### Work instructions:
If a line in the records below holds the string "ScheduleEntry", count it; give only the total.

### Material to process:

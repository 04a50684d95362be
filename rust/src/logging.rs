//! Verbosity-gated diagnostics for scheduling runs, written to stderr.
//!
//! A run reports at most four levels of detail. Arguments are not evaluated
//! when the configured verbosity is below the macro's level.
//!
//! | Level | Constant            | What a run prints                                   |
//! |-------|---------------------|-----------------------------------------------------|
//! | 0     | `VERBOSITY_SILENT`  | nothing; failures come back as `SchedulerError`     |
//! | 1     | `VERBOSITY_CHANGES` | each assignment with its window and delay, each     |
//! |       |                     | job skipped for lack of a machine, the run totals   |
//! | 2     | `VERBOSITY_CHECKS`  | per job: how many machines of its type exist and    |
//! |       |                     | which one frees up first                            |
//! | 3     | `VERBOSITY_DEBUG`   | the sorted job order and every machine's final      |
//! |       |                     | clock                                               |

pub const VERBOSITY_SILENT: u8 = 0;
pub const VERBOSITY_CHANGES: u8 = 1;
pub const VERBOSITY_CHECKS: u8 = 2;
pub const VERBOSITY_DEBUG: u8 = 3;

/// Print to stderr when `verbosity` reaches `level`.
#[doc(hidden)]
#[macro_export]
macro_rules! log_at {
    ($level:expr, $verbosity:expr, $($arg:tt)*) => {
        if $verbosity >= $level {
            eprintln!($($arg)*);
        }
    };
}

/// Report a decision that shapes the schedule.
///
/// `Assigned job J101 to CNC-2: 2025-06-02 09:30:00 -> 2025-06-02 12:30:00 (delay 0.00h)`
#[macro_export]
macro_rules! log_changes {
    ($verbosity:expr, $($arg:tt)*) => {
        $crate::log_at!($crate::logging::VERBOSITY_CHANGES, $verbosity, $($arg)*)
    };
}

/// Report the candidates weighed for one job before it is placed.
#[macro_export]
macro_rules! log_checks {
    ($verbosity:expr, $($arg:tt)*) => {
        $crate::log_at!($crate::logging::VERBOSITY_CHECKS, $verbosity, $($arg)*)
    };
}

/// Dump run state: processing order up front, machine clocks at the end.
#[macro_export]
macro_rules! log_debug {
    ($verbosity:expr, $($arg:tt)*) => {
        $crate::log_at!($crate::logging::VERBOSITY_DEBUG, $verbosity, $($arg)*)
    };
}

#[cfg(test)]
mod tests {
    use super::*;

    #[test]
    fn test_levels_are_ordered() {
        assert!(VERBOSITY_SILENT < VERBOSITY_CHANGES);
        assert!(VERBOSITY_CHANGES < VERBOSITY_CHECKS);
        assert!(VERBOSITY_CHECKS < VERBOSITY_DEBUG);
    }

    #[test]
    fn test_silent_verbosity_skips_formatting() {
        fn side_effect(counter: &mut u32) -> u32 {
            *counter += 1;
            *counter
        }

        let mut counter = 0;
        let verbosity = VERBOSITY_SILENT;
        log_changes!(verbosity, "job {}", side_effect(&mut counter));
        log_checks!(verbosity, "job {}", side_effect(&mut counter));
        log_debug!(verbosity, "job {}", side_effect(&mut counter));
        assert_eq!(counter, 0);
    }

    #[test]
    fn test_each_level_includes_the_ones_below() {
        fn count(counter: &mut u32) -> u32 {
            *counter += 1;
            *counter
        }

        let mut counter = 0;
        let verbosity = VERBOSITY_CHECKS;
        log_changes!(verbosity, "{}", count(&mut counter));
        log_checks!(verbosity, "{}", count(&mut counter));
        log_debug!(verbosity, "{}", count(&mut counter));
        assert_eq!(counter, 2);
    }
}
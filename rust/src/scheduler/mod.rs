//! Greedy machine-assignment scheduler.
//!
//! Jobs are ordered by `(priority, due_date)` and each is committed to the
//! earliest-available machine of its required type.

mod core;
mod machine_pool;
mod summary;

pub use core::{hours_between, hours_to_duration, schedule, GreedyScheduler, SchedulerError};
pub use machine_pool::MachinePool;
pub use summary::ScheduleSummary;
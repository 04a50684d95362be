//! Core data types for the scheduling system.

use chrono::NaiveDateTime;
use pyo3::prelude::*;

use crate::scheduler::ScheduleSummary;

/// A production job waiting for a machine.
#[pyclass]
#[derive(Clone, Debug, PartialEq)]
pub struct Job {
    #[pyo3(get, set)]
    pub job_id: String,
    /// Category label, used for chart colors only
    #[pyo3(get, set)]
    pub job_type: String,
    #[pyo3(get, set)]
    pub required_machine_type: String,
    /// Lower values are scheduled first; any non-NaN number
    #[pyo3(get, set)]
    pub priority: f64,
    #[pyo3(get, set)]
    pub due_date: NaiveDateTime,
    /// Hours charged before processing starts
    #[pyo3(get, set)]
    pub setup_time: f64,
    /// Hours the job occupies the machine
    #[pyo3(get, set)]
    pub processing_time: f64,
}

#[pymethods]
impl Job {
    #[new]
    #[pyo3(signature = (
        job_id,
        job_type,
        required_machine_type,
        priority,
        due_date,
        setup_time=0.0,
        processing_time=0.0
    ))]
    pub fn new(
        job_id: String,
        job_type: String,
        required_machine_type: String,
        priority: f64,
        due_date: NaiveDateTime,
        setup_time: f64,
        processing_time: f64,
    ) -> Self {
        Self {
            job_id,
            job_type,
            required_machine_type,
            priority,
            due_date,
            setup_time,
            processing_time,
        }
    }

    fn __repr__(&self) -> String {
        format!(
            "Job(job_id={:?}, required_machine_type={:?}, priority={}, due_date={})",
            self.job_id, self.required_machine_type, self.priority, self.due_date
        )
    }
}

/// A machine and the earliest moment it can begin its next setup.
#[pyclass]
#[derive(Clone, Debug, PartialEq)]
pub struct Machine {
    #[pyo3(get, set)]
    pub machine_id: String,
    #[pyo3(get, set)]
    pub machine_type: String,
    #[pyo3(get, set)]
    pub available_at: NaiveDateTime,
}

#[pymethods]
impl Machine {
    #[new]
    pub fn new(machine_id: String, machine_type: String, available_at: NaiveDateTime) -> Self {
        Self {
            machine_id,
            machine_type,
            available_at,
        }
    }

    fn __repr__(&self) -> String {
        format!(
            "Machine(machine_id={:?}, machine_type={:?}, available_at={})",
            self.machine_id, self.machine_type, self.available_at
        )
    }
}

/// One job committed to one machine.
#[pyclass]
#[derive(Clone, Debug, PartialEq)]
pub struct ScheduleEntry {
    #[pyo3(get)]
    pub job_id: String,
    #[pyo3(get)]
    pub job_type: String,
    #[pyo3(get)]
    pub machine_id: String,
    #[pyo3(get)]
    pub machine_type: String,
    #[pyo3(get)]
    pub start_time: NaiveDateTime,
    #[pyo3(get)]
    pub end_time: NaiveDateTime,
    #[pyo3(get)]
    pub due_date: NaiveDateTime,
    /// Hours by which end_time exceeds due_date, floored at zero
    #[pyo3(get)]
    pub delay_hours: f64,
}

#[pymethods]
impl ScheduleEntry {
    /// True when the job finishes after its due date.
    pub fn is_late(&self) -> bool {
        self.delay_hours > 0.0
    }

    fn __repr__(&self) -> String {
        format!(
            "ScheduleEntry(job_id={:?}, machine_id={:?}, start={}, end={}, delay_hours={})",
            self.job_id, self.machine_id, self.start_time, self.end_time, self.delay_hours
        )
    }
}

/// Result of one scheduling run.
#[pyclass]
#[derive(Clone, Debug, Default, PartialEq)]
pub struct ScheduleResult {
    /// Entries in processing order (sorted job order)
    #[pyo3(get)]
    pub entries: Vec<ScheduleEntry>,
    /// Jobs with no machine of the required type, in processing order
    #[pyo3(get)]
    pub unscheduled_job_ids: Vec<String>,
}

#[pymethods]
impl ScheduleResult {
    /// Delay and utilization figures for this run.
    pub fn summary(&self) -> ScheduleSummary {
        ScheduleSummary::calculate(self)
    }

    fn __len__(&self) -> usize {
        self.entries.len()
    }

    fn __repr__(&self) -> String {
        format!(
            "ScheduleResult(entries={}, unscheduled={})",
            self.entries.len(),
            self.unscheduled_job_ids.len()
        )
    }
}
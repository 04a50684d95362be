//! Tabular input: turning delimited rows into typed jobs and machines.
//!
//! Rows are looked up by column name, so the same parsing path serves CSV
//! files and string maps handed over from Python. Errors carry the table
//! name and the 1-based data row that failed.

use chrono::{DateTime, NaiveDate, NaiveDateTime, NaiveTime};
use rustc_hash::FxHashMap;
use std::collections::HashMap;
use std::fs::File;
use std::hash::BuildHasher;
use std::io::Read;
use std::path::{Path, PathBuf};
use thiserror::Error;

use crate::config::CsvConfig;
use crate::models::{Job, Machine};

pub const JOBS_TABLE: &str = "jobs";
pub const MACHINES_TABLE: &str = "machines";

/// Columns every jobs table must carry.
pub const JOB_COLUMNS: [&str; 7] = [
    "job_id",
    "job_type",
    "required_machine_type",
    "priority",
    "due_date",
    "setup_time",
    "processing_time",
];

/// Columns every machines table must carry.
pub const MACHINE_COLUMNS: [&str; 3] = ["machine_id", "machine_type", "available_at"];

/// Datetime layouts accepted for timestamp cells, tried in order.
const DATETIME_FORMATS: [&str; 6] = [
    "%Y-%m-%d %H:%M:%S%.f",
    "%Y-%m-%dT%H:%M:%S%.f",
    "%Y-%m-%d %H:%M",
    "%Y-%m-%dT%H:%M",
    "%Y/%m/%d %H:%M:%S",
    "%Y/%m/%d %H:%M",
];

/// Date-only layouts; these resolve to midnight.
const DATE_FORMATS: [&str; 2] = ["%Y-%m-%d", "%Y/%m/%d"];

/// Errors raised while reading input tables.
#[derive(Error, Debug)]
pub enum InputError {
    #[error("{table} table is missing required column `{field}`")]
    MissingColumn { table: &'static str, field: String },
    #[error("{table} row {row} is missing required field `{field}`")]
    MissingField {
        table: &'static str,
        row: usize,
        field: String,
    },
    #[error("{table} row {row}: cannot parse `{field}` value {value:?}: {reason}")]
    Parse {
        table: &'static str,
        row: usize,
        field: String,
        value: String,
        reason: String,
    },
    #[error("cannot open {path}: {source}")]
    Open {
        path: PathBuf,
        source: std::io::Error,
    },
    #[error("malformed delimited input: {0}")]
    Csv(#[from] csv::Error),
}

impl InputError {
    /// True for a missing column or field, as opposed to a bad value.
    pub fn is_schema_error(&self) -> bool {
        matches!(self, Self::MissingColumn { .. } | Self::MissingField { .. })
    }
}

/// A single input row whose cells can be looked up by column name.
pub trait Record {
    fn field(&self, name: &str) -> Option<&str>;
}

impl<S: BuildHasher> Record for HashMap<String, String, S> {
    fn field(&self, name: &str) -> Option<&str> {
        self.get(name).map(|v| v.as_str())
    }
}

/// A CSV row paired with its header positions.
struct CsvRow<'a> {
    columns: &'a FxHashMap<String, usize>,
    record: &'a csv::StringRecord,
}

impl Record for CsvRow<'_> {
    fn field(&self, name: &str) -> Option<&str> {
        self.columns
            .get(name)
            .and_then(|&idx| self.record.get(idx))
    }
}

/// Parse a timestamp cell.
///
/// Accepts ISO-like datetimes with a space or `T` separator (seconds and
/// fractions optional), slash-separated dates, bare dates (midnight) and
/// RFC 3339 with an offset (converted to UTC).
pub fn parse_timestamp(raw: &str) -> Result<NaiveDateTime, String> {
    let value = raw.trim();
    if value.is_empty() {
        return Err("empty value".to_string());
    }

    for format in DATETIME_FORMATS {
        if let Ok(ts) = NaiveDateTime::parse_from_str(value, format) {
            return Ok(ts);
        }
    }
    for format in DATE_FORMATS {
        if let Ok(date) = NaiveDate::parse_from_str(value, format) {
            return Ok(date.and_time(NaiveTime::MIN));
        }
    }
    if let Ok(ts) = DateTime::parse_from_rfc3339(value) {
        return Ok(ts.naive_utc());
    }

    Err("unrecognized timestamp format".to_string())
}

/// Parse a numeric priority (integers and fractions alike).
fn parse_priority(raw: &str) -> Result<f64, String> {
    let priority = raw.trim().parse::<f64>().map_err(|e| e.to_string())?;
    if priority.is_nan() {
        return Err("priority must be a number".to_string());
    }
    Ok(priority)
}

/// Parse a duration in hours. Sign is checked by the scheduler, not here.
fn parse_hours(raw: &str) -> Result<f64, String> {
    let hours = raw.trim().parse::<f64>().map_err(|e| e.to_string())?;
    if !hours.is_finite() {
        return Err("hours must be a finite number".to_string());
    }
    Ok(hours)
}

/// Field accessor bound to one row, so each lookup reports the same location.
struct RowReader<'a, R: Record + ?Sized> {
    record: &'a R,
    table: &'static str,
    row: usize,
}

impl<'a, R: Record + ?Sized> RowReader<'a, R> {
    fn text(&self, field: &str) -> Result<&'a str, InputError> {
        self.record
            .field(field)
            .ok_or_else(|| InputError::MissingField {
                table: self.table,
                row: self.row,
                field: field.to_string(),
            })
    }

    fn parsed<T>(
        &self,
        field: &str,
        parse: impl FnOnce(&str) -> Result<T, String>,
    ) -> Result<T, InputError> {
        let raw = self.text(field)?;
        parse(raw).map_err(|reason| InputError::Parse {
            table: self.table,
            row: self.row,
            field: field.to_string(),
            value: raw.to_string(),
            reason,
        })
    }
}

impl Job {
    /// Build a job from one input row (`row` is 1-based, used in errors).
    pub fn from_record<R: Record + ?Sized>(record: &R, row: usize) -> Result<Self, InputError> {
        let reader = RowReader {
            record,
            table: JOBS_TABLE,
            row,
        };
        Ok(Self {
            job_id: reader.text("job_id")?.trim().to_string(),
            job_type: reader.text("job_type")?.trim().to_string(),
            required_machine_type: reader.text("required_machine_type")?.trim().to_string(),
            priority: reader.parsed("priority", parse_priority)?,
            due_date: reader.parsed("due_date", parse_timestamp)?,
            setup_time: reader.parsed("setup_time", parse_hours)?,
            processing_time: reader.parsed("processing_time", parse_hours)?,
        })
    }
}

impl Machine {
    /// Build a machine from one input row (`row` is 1-based, used in errors).
    pub fn from_record<R: Record + ?Sized>(record: &R, row: usize) -> Result<Self, InputError> {
        let reader = RowReader {
            record,
            table: MACHINES_TABLE,
            row,
        };
        Ok(Self {
            machine_id: reader.text("machine_id")?.trim().to_string(),
            machine_type: reader.text("machine_type")?.trim().to_string(),
            available_at: reader.parsed("available_at", parse_timestamp)?,
        })
    }
}

/// Parse a slice of string-keyed rows into jobs.
pub fn parse_jobs<R: Record>(records: &[R]) -> Result<Vec<Job>, InputError> {
    records
        .iter()
        .enumerate()
        .map(|(i, r)| Job::from_record(r, i + 1))
        .collect()
}

/// Parse a slice of string-keyed rows into machines.
pub fn parse_machines<R: Record>(records: &[R]) -> Result<Vec<Machine>, InputError> {
    records
        .iter()
        .enumerate()
        .map(|(i, r)| Machine::from_record(r, i + 1))
        .collect()
}

/// Read a delimited table, checking the header before any row is parsed.
fn read_table<T, F>(
    reader: impl Read,
    config: &CsvConfig,
    table: &'static str,
    required: &[&str],
    parse_row: F,
) -> Result<Vec<T>, InputError>
where
    F: Fn(&CsvRow<'_>, usize) -> Result<T, InputError>,
{
    // Short rows are read as-is; absent cells surface as MissingField.
    let mut csv_reader = csv::ReaderBuilder::new()
        .delimiter(config.delimiter_byte())
        .trim(csv::Trim::All)
        .flexible(true)
        .from_reader(reader);

    let columns: FxHashMap<String, usize> = csv_reader
        .headers()?
        .iter()
        .enumerate()
        .map(|(idx, name)| (name.to_string(), idx))
        .collect();

    if let Some(missing) = required.iter().find(|c| !columns.contains_key(**c)) {
        return Err(InputError::MissingColumn {
            table,
            field: missing.to_string(),
        });
    }

    let mut rows = Vec::new();
    for (idx, record) in csv_reader.records().enumerate() {
        let record = record?;
        let row = CsvRow {
            columns: &columns,
            record: &record,
        };
        rows.push(parse_row(&row, idx + 1)?);
    }
    Ok(rows)
}

/// Read jobs from delimited text with a header row.
pub fn read_jobs_csv(reader: impl Read, config: &CsvConfig) -> Result<Vec<Job>, InputError> {
    read_table(reader, config, JOBS_TABLE, &JOB_COLUMNS, |row, n| {
        Job::from_record(row, n)
    })
}

/// Read machines from delimited text with a header row.
pub fn read_machines_csv(
    reader: impl Read,
    config: &CsvConfig,
) -> Result<Vec<Machine>, InputError> {
    read_table(reader, config, MACHINES_TABLE, &MACHINE_COLUMNS, |row, n| {
        Machine::from_record(row, n)
    })
}

fn open(path: &Path) -> Result<File, InputError> {
    File::open(path).map_err(|source| InputError::Open {
        path: path.to_path_buf(),
        source,
    })
}

/// Read jobs from a CSV file.
pub fn read_jobs_file(path: impl AsRef<Path>, config: &CsvConfig) -> Result<Vec<Job>, InputError> {
    read_jobs_csv(open(path.as_ref())?, config)
}

/// Read machines from a CSV file.
pub fn read_machines_file(
    path: impl AsRef<Path>,
    config: &CsvConfig,
) -> Result<Vec<Machine>, InputError> {
    read_machines_csv(open(path.as_ref())?, config)
}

### Task output:
4